Perhaps the most notable of the bunch are social media URL-shortening services. As more people use Twitter, for example, more “cloaked” URLs are going to make their way on the Internet in the form of shortened URLs. You have to be wary of URLs from services like ow.ly and bit.ly, because they could be hiding a real threat. Beware of spam and scams.
Up until now, most online security attacks have been targeting your computer, but more people are using their smartphones (and other mobile devices) to surf the web too. Not surprisingly, the hackers and other bad guys know this. So, you’ll want to keep an eye on your geolocation activities (e.g., Foursquare), as well as your “jailbreaking” and “rooting” activities, as both can open you up for some pretty major attacks like revealing your true location based on your cellular coordinates.
And while the Apple fanboys will tell you that running a Mac is way safer than running a Windows PC, that’s going to change too. It’s not that a MacBook is any more secure than an Acer; it’s that the bad guys haven’t been targeting it as much due to the smaller market share. Well, lots of people have Macs now, so the malicious attackers are going to start targeting Apple products too, as well as other devices like Apple TV, Google TV, and anything else connected to the Internet.
So, yeah, try and play safe in 2011. We’re not saying you need to put on a tinfoil hat and hide in a bomb shelter eating spam and cup o’noodles just yet, but be mindful of what you’re doing online. That deposed prince from Nigeria wanting to share his fortune with you probably isn’t who you think he is.
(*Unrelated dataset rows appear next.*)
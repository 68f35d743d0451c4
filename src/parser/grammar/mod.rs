//! Grammar module for arithmetic expressions
//!
//! The grammar is split by level:
//! - `literal`: single tokens (numbers, identifiers, operators, punctuation)
//! - `expression`: the precedence layers `expression → term → factor → base`
//!
//! What an expression *means* is left to an [`ExprHandler`]: the grammar
//! calls it for every number literal and every operator or function
//! application it recognises.

mod expression;
mod literal;

use std::rc::Rc;

use log::debug;
use thiserror::Error;

use crate::lexer::{TokenizeError, expression_tokenizer, filter_whitespace};

use super::state::{Stream, TokenStream};

pub use expression::{Value, expression};
pub use literal::{TokenParser, comma, identifier, lparen, number, operator, rparen, token};

/// Semantic actions for the expression grammar.
pub trait ExprHandler {
    type Output: Clone + 'static;

    fn from_number(&self, n: f64) -> Self::Output;

    /// Called for operators (`"+"`, `"^"`, …), functions (`"sin"`, …) and
    /// bare identifiers, which arrive with no arguments.
    fn from_operation(
        &self,
        name: &str,
        args: Vec<Self::Output>,
    ) -> Result<Self::Output, HandlerError>;
}

impl<H: ExprHandler + ?Sized> ExprHandler for Rc<H> {
    type Output = H::Output;

    fn from_number(&self, n: f64) -> Self::Output {
        (**self).from_number(n)
    }

    fn from_operation(
        &self,
        name: &str,
        args: Vec<Self::Output>,
    ) -> Result<Self::Output, HandlerError> {
        (**self).from_operation(name, args)
    }
}

#[derive(Debug, Clone, PartialEq, Error)]
pub enum HandlerError {
    #[error("unknown operation {name}/{arity}")]
    UnknownOperation { name: String, arity: usize },

    #[error("{0}")]
    Custom(String),
}

impl HandlerError {
    pub fn unknown(name: &str, arity: usize) -> Self {
        HandlerError::UnknownOperation {
            name: name.to_string(),
            arity,
        }
    }
}

#[derive(Debug, Error)]
pub enum ExpressionError {
    #[error(transparent)]
    Tokenize(#[from] TokenizeError),

    #[error(transparent)]
    Handler(#[from] HandlerError),

    #[error("no complete parse for {0:?}")]
    NoParse(String),
}

pub type Parses<E> = Vec<(E, TokenStream)>;

/// Builds a function that parses expression text with `handler`.
///
/// The returned function tokenizes its input, drops whitespace and runs the
/// grammar, returning every `(value, leftover tokens)` pair. A handler error
/// anywhere in the parse is returned instead.
pub fn make_expression_parser<H>(
    handler: H,
) -> impl Fn(&str) -> Result<Parses<H::Output>, ExpressionError>
where
    H: ExprHandler + 'static,
{
    let grammar = expression(Rc::new(handler));

    move |input: &str| {
        let tokens = filter_whitespace(expression_tokenizer().tokenize(input)?);
        let results = grammar.run(TokenStream::new(tokens));
        debug!("{} parse(s) of {input:?}", results.len());

        results
            .into_iter()
            .map(|(value, rest)| value.map(|value| (value, rest)))
            .collect::<Result<Vec<_>, _>>()
            .map_err(ExpressionError::from)
    }
}

/// Parses `input` and returns the first parse that consumes every token.
pub fn parse_expression<H>(handler: H, input: &str) -> Result<H::Output, ExpressionError>
where
    H: ExprHandler + 'static,
{
    make_expression_parser(handler)(input)?
        .into_iter()
        .find(|(_, rest)| rest.is_empty())
        .map(|(value, _)| value)
        .ok_or_else(|| ExpressionError::NoParse(input.to_string()))
}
McAfee Researchers Also Foresee Attackers Targeting Shortened URL Services and Internet TV Platforms; Increase in Politically Motivated Hacktivisim
SANTA CLARA, Calif.–(BUSINESS WIRE)–McAfee, Inc. (NYSE:MFE) today unveiled its 2011 Threat Predictions report, outlining the top threats that researchers at McAfee Labs foresee for the coming year. The list comprises 2010’s most buzzed about platforms and services, including Google’s Android, Apple’s iPhone, foursquare, Google TV and the Mac OS X platform, which are all expected to become major targets for cybercriminals. McAfee Labs also predicts that politically motivated attacks will be on the rise, as more groups are expected to repeat the WikiLeaks paradigm.
“These platforms and services have become very popular in a short amount of time, and we’re already seeing a significant increase in vulnerabilities, attacks and data loss.”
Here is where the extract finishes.